Run through the data and copy out every line that mentions the word "None".

BEGIN Material for the task

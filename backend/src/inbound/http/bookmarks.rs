//! Bookmark endpoints.
//!
//! ```text
//! PUT /setBookmarked/{id}?_signature=…
//! GET /getBookmarked/{id}?_signature=…
//! GET /get_bookmarks?_signature=…
//! ```

use actix_web::{HttpResponse, get, put, web};

use crate::domain::{ApiResult, CacheId, Error};
use crate::inbound::http::cache_control::private_no_cache_header;
use crate::inbound::http::dto::{BookmarkedResponse, BookmarksResponse, LinkedCacheBody};
use crate::inbound::http::pages::cache_info_path;
use crate::inbound::http::state::HttpState;
use crate::inbound::http::url_signer::{SignedSession, UrlSigner};

/// Toggle the caller's bookmark on a cache.
#[utoipa::path(
    put,
    path = "/setBookmarked/{id}",
    params(("id" = i64, Path, description = "Cache id")),
    responses(
        (status = 200, description = "State after the toggle", body = BookmarkedResponse),
        (status = 401, description = "Not logged in or not registered", body = Error),
        (status = 403, description = "Missing or invalid signature", body = Error),
        (status = 404, description = "Cache missing or pending", body = Error)
    ),
    tags = ["bookmarks"],
    operation_id = "setBookmarked"
)]
#[put("/setBookmarked/{id}")]
pub async fn set_bookmarked(
    signed: SignedSession,
    state: web::Data<HttpState>,
    path: web::Path<i64>,
) -> ApiResult<web::Json<BookmarkedResponse>> {
    signed.session().require_account()?;
    let viewer = state.viewer(signed.session()).await?;
    let bookmark = state
        .bookmark_commands
        .toggle(viewer, CacheId::new(path.into_inner()))
        .await?;
    Ok(web::Json(BookmarkedResponse {
        bookmarked: bookmark.is_bookmarked(),
    }))
}

/// Whether the caller has bookmarked a cache.
#[utoipa::path(
    get,
    path = "/getBookmarked/{id}",
    params(("id" = i64, Path, description = "Cache id")),
    responses(
        (status = 200, description = "Bookmark state", body = BookmarkedResponse),
        (status = 401, description = "Not logged in or not registered", body = Error),
        (status = 403, description = "Missing or invalid signature", body = Error)
    ),
    tags = ["bookmarks"],
    operation_id = "getBookmarked"
)]
#[get("/getBookmarked/{id}")]
pub async fn get_bookmarked(
    signed: SignedSession,
    state: web::Data<HttpState>,
    path: web::Path<i64>,
) -> ApiResult<HttpResponse> {
    signed.session().require_account()?;
    let viewer = state.viewer(signed.session()).await?;
    let bookmark = state
        .bookmarks
        .state(viewer, CacheId::new(path.into_inner()))
        .await?;
    Ok(HttpResponse::Ok()
        .insert_header(private_no_cache_header())
        .json(BookmarkedResponse {
            bookmarked: bookmark.is_bookmarked(),
        }))
}

/// The caller's bookmarked caches with signed detail links.
#[utoipa::path(
    get,
    path = "/get_bookmarks",
    responses(
        (status = 200, description = "Bookmarked caches", body = BookmarksResponse),
        (status = 401, description = "Not logged in or not registered", body = Error),
        (status = 403, description = "Missing or invalid signature", body = Error)
    ),
    tags = ["bookmarks"],
    operation_id = "getBookmarks"
)]
#[get("/get_bookmarks")]
pub async fn get_bookmarks(
    signed: SignedSession,
    state: web::Data<HttpState>,
    signer: web::Data<UrlSigner>,
) -> ApiResult<HttpResponse> {
    let session = signed.session();
    session.require_account()?;
    let viewer = state.viewer(session).await?;
    let caches = state.bookmarks.bookmarked_caches(viewer).await?;
    let bookmarks = caches
        .into_iter()
        .map(|cache| {
            let href = signer.signed_url(session, &cache_info_path(cache.id))?;
            Ok(LinkedCacheBody {
                href,
                cache: cache.into(),
            })
        })
        .collect::<Result<Vec<_>, Error>>()?;
    Ok(HttpResponse::Ok()
        .insert_header(private_no_cache_header())
        .json(BookmarksResponse { bookmarks }))
}
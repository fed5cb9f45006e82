//! HTTP surface tests
//!
//! Drives the assembled router (all middleware layers installed) with
//! in-process requests: health, actor extraction and the sale endpoint.

use axum::body::Body;
use axum::http::{Request, StatusCode, header};
use inventory_server::api;
use inventory_server::{Config, ServerState};
use shared::Actor;
use shared::models::ProductCreate;
use tempfile::TempDir;
use tower::ServiceExt;

async fn test_state() -> (ServerState, TempDir) {
    let dir = TempDir::new().expect("temp dir");
    let config = Config {
        work_dir: dir.path().to_string_lossy().into_owned(),
        http_port: 0,
        database_path: dir
            .path()
            .join("inventory.db")
            .to_string_lossy()
            .into_owned(),
        environment: "test".into(),
        log_dir: None,
        request_timeout_ms: 30_000,
    };
    let state = ServerState::initialize(&config).await.expect("state");
    (state, dir)
}

async fn seed_product(state: &ServerState, sku: &str, initial_quantity: i64) -> i64 {
    state
        .stock
        .create_product(
            ProductCreate {
                name: format!("Test {sku}"),
                category: "beverages".into(),
                supplier: None,
                cost_price: 1.0,
                sell_price: 2.5,
                sku: sku.into(),
                image: None,
                initial_quantity: Some(initial_quantity),
                reorder_level: Some(2),
                max_stock_level: Some(100),
                location: None,
            },
            &Actor::new(1, "manager"),
        )
        .await
        .expect("seed product")
        .id
}

#[tokio::test]
async fn health_endpoint_responds() {
    let (state, _dir) = test_state().await;
    let app = api::build_router(state);

    let response = app
        .oneshot(
            Request::get("/api/health")
                .body(Body::empty())
                .expect("request"),
        )
        .await
        .expect("response");
    assert_eq!(response.status(), StatusCode::OK);
}

#[tokio::test]
async fn mutating_request_without_actor_is_unauthorized() {
    let (state, _dir) = test_state().await;
    let app = api::build_router(state);

    let response = app
        .oneshot(
            Request::post("/api/sales")
                .header(header::CONTENT_TYPE, "application/json")
                .body(Body::from("{}"))
                .expect("request"),
        )
        .await
        .expect("response");
    assert_eq!(response.status(), StatusCode::UNAUTHORIZED);
}

#[tokio::test]
async fn sale_with_actor_headers_is_created() {
    let (state, _dir) = test_state().await;
    let product_id = seed_product(&state, "HTTP-001", 10).await;
    let app = api::build_router(state);

    let body = serde_json::json!({
        "product_id": product_id,
        "quantity": 2,
        "unit_price": 2.5,
        "payment_method": "cash",
    });
    let response = app
        .oneshot(
            Request::post("/api/sales")
                .header(header::CONTENT_TYPE, "application/json")
                .header("x-actor-id", "7")
                .body(Body::from(body.to_string()))
                .expect("request"),
        )
        .await
        .expect("response");
    assert_eq!(response.status(), StatusCode::CREATED);
}

#[tokio::test]
async fn overdraw_maps_to_conflict_with_availability() {
    let (state, _dir) = test_state().await;
    let product_id = seed_product(&state, "HTTP-002", 3).await;
    let app = api::build_router(state);

    let body = serde_json::json!({
        "product_id": product_id,
        "quantity": 5,
        "unit_price": 2.5,
        "payment_method": "card",
    });
    let response = app
        .oneshot(
            Request::post("/api/sales")
                .header(header::CONTENT_TYPE, "application/json")
                .header("x-actor-id", "7")
                .body(Body::from(body.to_string()))
                .expect("request"),
        )
        .await
        .expect("response");
    assert_eq!(response.status(), StatusCode::CONFLICT);
}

END Material for the task

● **Written response**
        log_dir: None,
                supplier: None,
                image: None,
                location: None,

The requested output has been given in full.